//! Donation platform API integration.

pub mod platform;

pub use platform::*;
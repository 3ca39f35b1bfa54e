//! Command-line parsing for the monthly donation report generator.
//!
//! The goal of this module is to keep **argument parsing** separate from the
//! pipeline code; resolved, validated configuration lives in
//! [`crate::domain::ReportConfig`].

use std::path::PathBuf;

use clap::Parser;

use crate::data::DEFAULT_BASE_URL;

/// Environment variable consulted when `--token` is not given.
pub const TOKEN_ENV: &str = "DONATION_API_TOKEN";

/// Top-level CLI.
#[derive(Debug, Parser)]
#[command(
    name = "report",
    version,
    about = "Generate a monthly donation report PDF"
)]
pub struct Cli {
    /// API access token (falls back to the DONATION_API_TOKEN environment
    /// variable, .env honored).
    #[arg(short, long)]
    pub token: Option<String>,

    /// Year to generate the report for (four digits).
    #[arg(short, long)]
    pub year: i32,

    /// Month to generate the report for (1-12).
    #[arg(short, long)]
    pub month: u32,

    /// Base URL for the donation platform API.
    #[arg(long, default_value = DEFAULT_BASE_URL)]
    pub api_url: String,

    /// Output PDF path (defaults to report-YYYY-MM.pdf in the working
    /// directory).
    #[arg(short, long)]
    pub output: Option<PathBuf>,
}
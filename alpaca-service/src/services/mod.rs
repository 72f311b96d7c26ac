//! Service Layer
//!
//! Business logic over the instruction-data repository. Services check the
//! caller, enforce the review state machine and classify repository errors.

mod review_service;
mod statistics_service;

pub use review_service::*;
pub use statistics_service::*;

====

- _WHAT YOU WILL DO_: For each line above that holds the string "data", provide a copy of that line.

- _FINISHED EXERCISE_:
use crate::data::DEFAULT_BASE_URL;
//! Business logic over the instruction-data repository. Services check the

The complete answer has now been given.